### WORK TASK:
Search the data below for "query"; list each line that holds it.

### DATASET:

//! Pluggable HTTP connector.
//!
//! The dispatcher only needs to open a connection to a host, issue a single
//! request on it and read the full response back. [`ReqwestConnector`] is the
//! default implementation; tests and callers with custom transports provide
//! their own [`Connector`].

use std::fmt::Debug;
use std::time::Duration;

use reqwest::{Method, Url};

use crate::ClientError;

/// Status and raw body of a completed HTTP exchange.
#[derive(Clone, Debug, PartialEq, Eq)]
pub struct HttpResponse {
    pub status: u16,
    pub body: Vec<u8>,
}

/// Opens connections to an API host.
pub trait Connector: Debug + Send + Sync {
    fn open(&self, host: &str) -> Result<Box<dyn Connection>, ClientError>;
}

/// One request/response exchange with a host.
pub trait Connection {
    /// Issues a request. `path` already carries the query string, if any.
    fn request(
        &mut self,
        method: &Method,
        path: &str,
        body: &str,
        headers: &[(&str, &str)],
    ) -> Result<(), ClientError>;

    /// Reads the response to the last issued request.
    fn response(&mut self) -> Result<HttpResponse, ClientError>;
}

/// HTTPS connector backed by a blocking `reqwest` client.
#[derive(Clone, Debug, Default)]
pub struct ReqwestConnector {
    http: reqwest::blocking::Client,
}

impl ReqwestConnector {
    /// Creates a connector with `reqwest` defaults.
    pub fn new() -> Self {
        Self::default()
    }

    /// Creates a connector whose requests fail after `timeout`.
    pub fn with_timeout(timeout: Duration) -> Result<Self, ClientError> {
        let http = reqwest::blocking::Client::builder()
            .timeout(timeout)
            .build()?;
        Ok(Self { http })
    }
}

impl Connector for ReqwestConnector {
    fn open(&self, host: &str) -> Result<Box<dyn Connection>, ClientError> {
        let origin = format!("https://{host}");
        let base_url = Url::parse(&origin).map_err(|_| ClientError::InvalidUrl(origin))?;
        Ok(Box::new(ReqwestConnection {
            http: self.http.clone(),
            base_url,
            pending: None,
        }))
    }
}

struct ReqwestConnection {
    http: reqwest::blocking::Client,
    base_url: Url,
    pending: Option<reqwest::blocking::RequestBuilder>,
}

impl Connection for ReqwestConnection {
    fn request(
        &mut self,
        method: &Method,
        path: &str,
        body: &str,
        headers: &[(&str, &str)],
    ) -> Result<(), ClientError> {
        let url = self
            .base_url
            .join(path)
            .map_err(|_| ClientError::InvalidUrl(path.to_owned()))?;

        let mut request = self.http.request(method.clone(), url);
        for (name, value) in headers {
            request = request.header(*name, *value);
        }
        if !body.is_empty() {
            request = request.body(body.to_owned());
        }

        self.pending = Some(request);
        Ok(())
    }

    fn response(&mut self) -> Result<HttpResponse, ClientError> {
        let request = self.pending.take().ok_or_else(|| {
            ClientError::UnexpectedResponse("no request was issued on this connection".to_owned())
        })?;
        let response = request.send()?;
        let status = response.status().as_u16();
        let body = response.bytes()?.to_vec();
        Ok(HttpResponse { status, body })
    }
}
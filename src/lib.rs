//! Interface-driven Rust and Python-facing client for the Disqus JSON API.
//!
//! Public API layers:
//! - [`Interface`]: the declarative map of resources, their HTTP methods and
//!   required parameters.
//! - [`DisqusApi`]/[`Resource`]: resolve resource paths through
//!   [`ResourceElement::child`] and call them with [`Params`].
//! - [`Paginator`] and the [`paginator`] decorators: follow cursors across
//!   list responses.
//! - [`ClientError`]: unified error type used by all operations.
//!
//! The HTTP transport is pluggable through [`transport::Connector`]; the
//! default connector uses a blocking `reqwest` client.

mod client;
mod error;
mod interface;
pub mod paginator;
mod params;
mod request;
mod resource;
mod response;
pub mod transport;

/// Client root and its settings.
pub use client::{ClientConfig, DEFAULT_API_VERSION, DisqusApi};
/// Error type returned by all client operations.
pub use error::ClientError;
pub use interface::{EndpointDefinition, Interface};
pub use paginator::{Endpoint, ItemSource, Paginator};
pub use params::{ParamValue, Params, params_list};
pub use request::{DEFAULT_HOST, DisqusRequest, USER_AGENT};
pub use resource::{Resource, ResourceElement};
pub use response::{Cursor, Page, Response};

#[cfg(feature = "python")]
mod python;
pub mod balance;
pub mod exchange_info;
pub mod ohlcv;
pub mod order;
pub mod runner;
pub mod ticker;

use crate::exchange::{ExchangeConfig, ExchangeRegistry};
use serde::de::DeserializeOwned;
use serde::Deserialize;
use serde_json::{json, Map, Value};

/// An MCP tool. Calls never fail: every outcome, including bad arguments,
/// comes back as a result record, either `{<payload-key>: ...}` or
/// `{"error": ...}`.
#[async_trait::async_trait]
pub trait Tool: Send + Sync {
    fn name(&self) -> &'static str;
    fn description(&self) -> &'static str;
    fn schema(&self) -> Value;
    fn output_schema(&self) -> Value;
    async fn call(&self, exchanges: &ExchangeRegistry, args: Value) -> Value;
}

/// Arguments every tool accepts.
#[derive(Debug, Default, Deserialize)]
pub struct ExchangeArgs {
    #[serde(default)]
    pub exchange_id: String,
    #[serde(rename = "apiKey", default)]
    pub api_key: Option<String>,
    #[serde(default)]
    pub secret: Option<String>,
    #[serde(default)]
    pub password: Option<String>,
    #[serde(rename = "sandboxMode", default)]
    pub sandbox_mode: Option<bool>,
}

impl ExchangeArgs {
    pub fn sandbox(&self) -> bool {
        self.sandbox_mode.unwrap_or(false)
    }

    /// Client configuration; credentials are only set when non-empty.
    pub fn client_config(&self) -> ExchangeConfig {
        let supplied = |v: &Option<String>| v.clone().filter(|s| !s.is_empty());
        ExchangeConfig {
            api_key: supplied(&self.api_key),
            secret: supplied(&self.secret),
            password: supplied(&self.password),
            enable_rate_limit: true,
            ..Default::default()
        }
    }
}

pub fn error_record(message: impl Into<String>) -> Value {
    json!({ "error": message.into() })
}

pub fn success_record(key: &str, data: Value) -> Value {
    let mut record = Map::new();
    record.insert(key.to_string(), data);
    Value::Object(record)
}

pub(crate) fn parse_args<T: DeserializeOwned>(tool: &str, args: Value) -> Result<T, Value> {
    let args = if args.is_null() { json!({}) } else { args };
    serde_json::from_value(args)
        .map_err(|e| error_record(format!("Invalid arguments for {}: {}", tool, e)))
}

/// JSON schema for a tool's inputs, with the shared exchange arguments appended.
pub(crate) fn input_schema(
    properties: Value,
    required: &[&str],
    credentials_required: bool,
) -> Value {
    let mut props = match properties {
        Value::Object(map) => map,
        _ => Map::new(),
    };
    let credential_note = if credentials_required {
        "(required)"
    } else {
        "(optional)"
    };

    props.insert(
        "exchange_id".into(),
        json!({
            "type": "string",
            "description": "Exchange ID (e.g. 'binance', 'kraken')"
        }),
    );
    props.insert(
        "apiKey".into(),
        json!({ "type": "string", "description": format!("API key {}", credential_note) }),
    );
    props.insert(
        "secret".into(),
        json!({ "type": "string", "description": format!("API secret {}", credential_note) }),
    );
    props.insert(
        "password".into(),
        json!({
            "type": "string",
            "description": "API passphrase (optional, required by some exchanges)"
        }),
    );
    props.insert(
        "sandboxMode".into(),
        json!({
            "type": "boolean",
            "description": "Enable sandbox mode (optional, supported by some exchanges)"
        }),
    );

    let mut required_fields = vec!["exchange_id"];
    required_fields.extend_from_slice(required);
    if credentials_required {
        required_fields.extend(["apiKey", "secret"]);
    }

    json!({
        "type": "object",
        "properties": props,
        "required": required_fields
    })
}

/// Output schema with a single named field.
pub(crate) fn output_schema(field: &str, kind: &str, description: &str) -> Value {
    json!({
        "type": "object",
        "properties": {
            field: { "type": kind, "description": description }
        }
    })
}
#[tokio::test]
#[ignore = "requires network access to api.kraken.com"]
async fn test_live_kraken_ohlcv() {
    let registry = ExchangeRegistry::builtin();

    let result = FetchOhlcvTool
        .call(
            &registry,
            json!({ "exchange_id": "kraken", "symbol": "BTC/USD", "timeframe": "1h", "limit": 5 }),
        )
        .await;
    println!("BTC/USD candles: {}", result);
    assert_eq!(result["ohlcv_data"].as_array().map(Vec::len), Some(5));
}
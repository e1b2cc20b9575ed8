use super::runner::{self, Operation};
use super::{input_schema, output_schema, parse_args, ExchangeArgs, Tool};
use crate::exchange::ExchangeRegistry;
use serde::Deserialize;
use serde_json::{json, Value};

#[derive(Deserialize)]
struct FetchTickerArgs {
    symbol: String,
    #[serde(flatten)]
    exchange: ExchangeArgs,
}

pub struct FetchTickerTool;

#[async_trait::async_trait]
impl Tool for FetchTickerTool {
    fn name(&self) -> &'static str {
        "fetch_ticker"
    }

    fn description(&self) -> &'static str {
        "Get the latest market ticker for a trading pair."
    }

    fn schema(&self) -> Value {
        input_schema(
            json!({
                "symbol": {
                    "type": "string",
                    "description": "Trading pair (e.g. 'BTC/USDT')"
                }
            }),
            &["symbol"],
            false,
        )
    }

    fn output_schema(&self) -> Value {
        output_schema("ticker_data", "object", "Ticker data for the trading pair")
    }

    async fn call(&self, exchanges: &ExchangeRegistry, args: Value) -> Value {
        let args: FetchTickerArgs = match parse_args(self.name(), args) {
            Ok(args) => args,
            Err(record) => return record,
        };
        let operation = Operation::FetchTicker {
            symbol: args.symbol,
        };
        runner::invoke(exchanges, &args.exchange, operation).await
    }
}
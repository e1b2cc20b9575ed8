//! Exchange connectivity.
//!
//! An [`ExchangeClass`] describes a venue before any client exists (its id,
//! test URL, sandbox markers and option schema) and knows how to build an
//! [`Exchange`] client from an [`ExchangeConfig`]. Clients advertise what they
//! can do through [`Capability`] flags and must be released with
//! [`Exchange::close`] when the caller is done.

pub mod binance;
pub mod kraken;
pub mod registry;
pub mod rest;
pub mod sandbox;

pub use registry::ExchangeRegistry;
pub use sandbox::SandboxPath;

use crate::error::{ExchangeError, ExchangeResult};
use chrono::{SecondsFormat, TimeZone, Utc};
use rust_decimal::prelude::ToPrimitive;
use rust_decimal::Decimal;
use serde::Serialize;
use serde_json::{Map, Value};
use std::collections::BTreeMap;
use std::fmt;
use std::str::FromStr;

/// Per-operation capability flags, named the way callers see them.
#[derive(Debug, Clone, Copy, PartialEq, Eq, Hash)]
pub enum Capability {
    FetchTicker,
    CreateOrder,
    FetchBalance,
    FetchOhlcv,
}

impl Capability {
    pub fn as_str(&self) -> &'static str {
        match self {
            Capability::FetchTicker => "fetchTicker",
            Capability::CreateOrder => "createOrder",
            Capability::FetchBalance => "fetchBalance",
            Capability::FetchOhlcv => "fetchOHLCV",
        }
    }

    pub const ALL: [Capability; 4] = [
        Capability::FetchTicker,
        Capability::CreateOrder,
        Capability::FetchBalance,
        Capability::FetchOhlcv,
    ];
}

impl fmt::Display for Capability {
    fn fmt(&self, f: &mut fmt::Formatter<'_>) -> fmt::Result {
        f.write_str(self.as_str())
    }
}

/// Client configuration, built fresh for every tool call.
///
/// Credential fields are only set when the caller supplied a non-empty value.
#[derive(Clone, Default, Serialize)]
#[serde(rename_all = "camelCase")]
pub struct ExchangeConfig {
    #[serde(skip_serializing_if = "Option::is_none")]
    pub api_key: Option<String>,
    #[serde(skip_serializing_if = "Option::is_none")]
    pub secret: Option<String>,
    #[serde(skip_serializing_if = "Option::is_none")]
    pub password: Option<String>,
    pub enable_rate_limit: bool,
    #[serde(skip_serializing_if = "Option::is_none")]
    pub urls: Option<BTreeMap<String, String>>,
    #[serde(skip_serializing_if = "Map::is_empty")]
    pub options: Map<String, Value>,
}

impl ExchangeConfig {
    /// Overridden REST endpoint, if any.
    pub fn api_url(&self) -> Option<&str> {
        self.urls
            .as_ref()
            .and_then(|urls| urls.get("api"))
            .map(String::as_str)
    }

    /// Whether `options.sandboxMode` was set to `true`.
    pub fn sandbox_option(&self) -> bool {
        self.options
            .get("sandboxMode")
            .and_then(Value::as_bool)
            .unwrap_or(false)
    }

    pub fn has_credentials(&self) -> bool {
        self.api_key.is_some() && self.secret.is_some()
    }
}

impl fmt::Debug for ExchangeConfig {
    fn fmt(&self, f: &mut fmt::Formatter<'_>) -> fmt::Result {
        let redact = |v: &Option<String>| v.as_ref().map(|_| "***");
        f.debug_struct("ExchangeConfig")
            .field("api_key", &redact(&self.api_key))
            .field("secret", &redact(&self.secret))
            .field("password", &redact(&self.password))
            .field("enable_rate_limit", &self.enable_rate_limit)
            .field("urls", &self.urls)
            .field("options", &self.options)
            .finish()
    }
}

#[derive(Debug, Clone, PartialEq)]
pub struct OrderRequest {
    pub symbol: String,
    pub order_type: String,
    pub side: String,
    pub amount: f64,
    pub price: Option<f64>,
    pub params: Map<String, Value>,
}

#[derive(Debug, Clone, PartialEq)]
pub struct OhlcvRequest {
    pub symbol: String,
    pub timeframe: String,
    pub since: Option<i64>,
    pub limit: Option<u32>,
    pub params: Map<String, Value>,
}

/// Class-level description of a venue.
pub trait ExchangeClass: Send + Sync {
    fn id(&self) -> &'static str;

    /// Whether built clients accept [`Exchange::set_sandbox_mode`].
    fn has_sandbox_toggle(&self) -> bool {
        false
    }

    /// Test-environment REST endpoint, if the venue publishes one.
    fn test_url(&self) -> Option<&str> {
        None
    }

    /// Venue-specific sandbox marker outside the option schema.
    fn has_sandbox_marker(&self) -> bool {
        false
    }

    /// Keys recognized in [`ExchangeConfig::options`].
    fn option_keys(&self) -> &[&'static str] {
        &[]
    }

    fn build(&self, config: ExchangeConfig) -> ExchangeResult<Box<dyn Exchange>>;
}

/// A live client for a single venue.
///
/// Operations a venue does not implement default to
/// [`ExchangeError::NotSupported`]; callers are expected to consult
/// [`Exchange::has`] first.
#[async_trait::async_trait]
pub trait Exchange: Send + Sync {
    fn id(&self) -> &str;

    fn has(&self, capability: Capability) -> bool;

    fn set_sandbox_mode(&mut self, enabled: bool);

    /// Static description of the venue: urls, capabilities, timeframes.
    fn describe(&self) -> Value;

    async fn fetch_ticker(&self, _symbol: &str) -> ExchangeResult<Value> {
        Err(ExchangeError::NotSupported(format!("{} fetchTicker", self.id())))
    }

    async fn create_order(&self, _order: &OrderRequest) -> ExchangeResult<Value> {
        Err(ExchangeError::NotSupported(format!("{} createOrder", self.id())))
    }

    async fn fetch_balance(&self, _params: &Map<String, Value>) -> ExchangeResult<Value> {
        Err(ExchangeError::NotSupported(format!("{} fetchBalance", self.id())))
    }

    async fn fetch_ohlcv(&self, _request: &OhlcvRequest) -> ExchangeResult<Value> {
        Err(ExchangeError::NotSupported(format!("{} fetchOHLCV", self.id())))
    }

    /// Release the underlying connection.
    async fn close(&mut self) -> ExchangeResult<()>;
}

/// Splits a unified `BASE/QUOTE` symbol.
pub(crate) fn split_symbol(symbol: &str) -> ExchangeResult<(&str, &str)> {
    match symbol.split_once('/') {
        Some((base, quote)) if !base.is_empty() && !quote.is_empty() => {
            // Drop a settle suffix such as `BTC/USDT:USDT`.
            let quote = quote.split(':').next().unwrap_or(quote);
            Ok((base, quote))
        }
        _ => Err(ExchangeError::BadSymbol(format!(
            "expected BASE/QUOTE, got '{}'",
            symbol
        ))),
    }
}

/// Extra caller params as query pairs; nulls are dropped.
pub(crate) fn param_pairs(params: &Map<String, Value>) -> Vec<(String, String)> {
    params
        .iter()
        .filter(|(_, v)| !v.is_null())
        .map(|(k, v)| {
            let value = match v {
                Value::String(s) => s.clone(),
                other => other.to_string(),
            };
            (k.clone(), value)
        })
        .collect()
}

/// Venues send prices as strings; parse them without going through f64.
pub(crate) fn decimal(value: &Value) -> Option<Decimal> {
    match value {
        Value::String(s) => Decimal::from_str(s).ok(),
        Value::Number(n) => Decimal::from_str(&n.to_string()).ok(),
        _ => None,
    }
}

pub(crate) fn decimal_to_json(value: Decimal) -> Value {
    value.to_f64().map(Value::from).unwrap_or(Value::Null)
}

pub(crate) fn number(value: &Value) -> Value {
    decimal(value).map(decimal_to_json).unwrap_or(Value::Null)
}

pub(crate) fn iso8601(timestamp_ms: i64) -> Option<String> {
    Utc.timestamp_millis_opt(timestamp_ms)
        .single()
        .map(|dt| dt.to_rfc3339_opts(SecondsFormat::Millis, true))
}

### OUTPUT:
    /// Issues a request. `path` already carries the query string, if any.
/// Extra caller params as query pairs; nulls are dropped.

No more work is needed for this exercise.